Eligibility Requirements. Awarded to members of the Selected Marine Corps Reserve (SMCR) who, effective 1 January 1996, fulfilled designated service requirements within any three-year period of service in the Organized Marine Corps Reserve. For the period 1 July 1925 through 31 December 1995, inclusive, a four-year period of service is required. 



We have spoken to the Chief of the Sanford PD concerning the use of Military ribbons. He is in agreement with everyone, and is in the process of changing policies as he just recently took over. Here is his response to our inquiry:

“I have received a number of emails regarding the wearing of Military ribbons by members of the Sanford Police Department. The ribbons were allowed to be worn on the dress uniforms of the officers during special occasions to include court appearances.  The military ribbons were re-purposed for use within the Sanford Police Department. It appears that there may have been a misinterpretation of the law.  It was determined 10-15 years ago that using the ribbons in question would be appropriate by the Administration at that time. As a retired member of the Air Force and Illinois Air National Guard with 25 plus years of service, I have questioned the wearing of the ribbons.  I agree with many of you that the wearing of many of these ribbons, unless earned is inappropriate. I believe that it was an unfortunate situation which has been “corrected”.

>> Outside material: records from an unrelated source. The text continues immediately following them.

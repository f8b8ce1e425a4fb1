//! Prompt assembly: persona, mode guidance, grounding document, recent turns.
//!
//! The backend receives one text payload per turn. Assembly is
//! deterministic; identical parameters always produce an identical prompt.

use mysa_config::PersonaConfig;
use mysa_core::{ChatMessage, RequestParams, Role};

/// Builds the single instruction payload sent to the model backend.
#[derive(Debug, Clone)]
pub struct PromptBuilder {
    persona_name: String,
    city: String,
    history_window: usize,
}

impl Default for PromptBuilder {
    fn default() -> Self {
        Self::from_config(&PersonaConfig::default(), 3)
    }
}

impl PromptBuilder {
    pub fn new(persona_name: impl Into<String>, city: impl Into<String>) -> Self {
        Self {
            persona_name: persona_name.into(),
            city: city.into(),
            history_window: 3,
        }
    }

    pub fn from_config(persona: &PersonaConfig, history_window: usize) -> Self {
        Self::new(&persona.name, &persona.city).with_history_window(history_window)
    }

    /// How many of the most recent turns are included.
    pub fn with_history_window(mut self, turns: usize) -> Self {
        self.history_window = turns;
        self
    }

    /// The turns that make it into the prompt, oldest first.
    ///
    /// The front end usually appends the new user message to the history
    /// before dispatching; that trailing copy is skipped so the message is
    /// not repeated.
    pub fn recent_turns<'a>(&self, params: &'a RequestParams) -> &'a [ChatMessage] {
        let mut history = params.messages();
        if let Some(last) = history.last()
            && last.role == Role::User
            && last.content.trim() == params.latest_user_message().trim()
        {
            history = &history[..history.len() - 1];
        }
        let start = history.len().saturating_sub(self.history_window);
        &history[start..]
    }

    pub fn build(&self, params: &RequestParams) -> String {
        let name = &self.persona_name;
        let city = &self.city;
        let mode = params.mode();

        let history = self
            .recent_turns(params)
            .iter()
            .map(|msg| {
                let speaker = match msg.role {
                    Role::User => "User",
                    Role::Assistant => name.as_str(),
                };
                format!("   {speaker}: {}", msg.content)
            })
            .collect::<Vec<_>>()
            .join("\n");
        let history = if history.is_empty() {
            "   (no earlier messages)".to_string()
        } else {
            history
        };

        format!(
            "You are {name}, a friendly local guide from {city}. You love helping visitors discover your city.

1. PERSONALITY & TONE:
   - Speak like a warm, enthusiastic local friend
   - Use simple, conversational English
   - Be realistic about limitations and don't oversell experiences

2. CURRENT MODE FOCUS:
   - The user is currently in \"{mode_upper}\" mode
   - Focus primarily on {focus}
   - Use the \"{section}\" section of the knowledge base below as your primary source

3. RESPONSE STRUCTURE:
   - Keep responses to 3-4 sentences
   - Give 2-3 specific recommendations with brief explanations
   - Include practical details: timing, cost, location hints

4. USE THIS {city_upper} KNOWLEDGE BASE:

{knowledge}

5. CONVERSATION CONTEXT:
   Current mode: {mode}
   Recent conversation history:
{history}

Now respond to this user message as {name}: \"{latest}\"

Remember: stay focused on {city} and use the knowledge base above.",
            mode_upper = mode.as_str().to_uppercase(),
            focus = mode.focus(),
            section = mode.section_heading(),
            city_upper = city.to_uppercase(),
            knowledge = params.context_content(),
            latest = params.latest_user_message().trim(),
        )
    }
}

Some have questioned the integrity, character, accountability and professionalism of the Officers because of the ribbons being worn. Please note, that many of the officers within the department are “Vets” and some of the ribbons were earned during their military service and other because of their service within the Sanford Police Department.  Again, these “were” the policies of the police department and should not reflect on the abilities of the officers who were wearing the ribbons.


As the new Police Chief, I’m sure you can imagine that there are several policies and procedures which are being reviewed including the awards and uniform guidelines. I would compare this to a new PCS, Deployment or Change of Command.  I can assure you that going forward changes are being made to the ribbon structure. The purchase of new ribbons and the reconfiguring of the commendation/awards system began yesterday. The new design and selection will fit the needs of the Sanford Police Department. I would ask that you share the above information with others.


Please note that “NO” disrespect to any member of the Armed Forces past or present was ever intended by the wearing of the ribbons. Please accept my sincere apologies for any confusion on behalf of the Sanford Police Department.


It has and will continue to our goal to pay our respect to those who have served or are serving our great country.




Cecil E. Smith

Chief of Police”


We would like to thank the Chief for his response, as well as his service to the country. And we appreciate his understanding of the situation.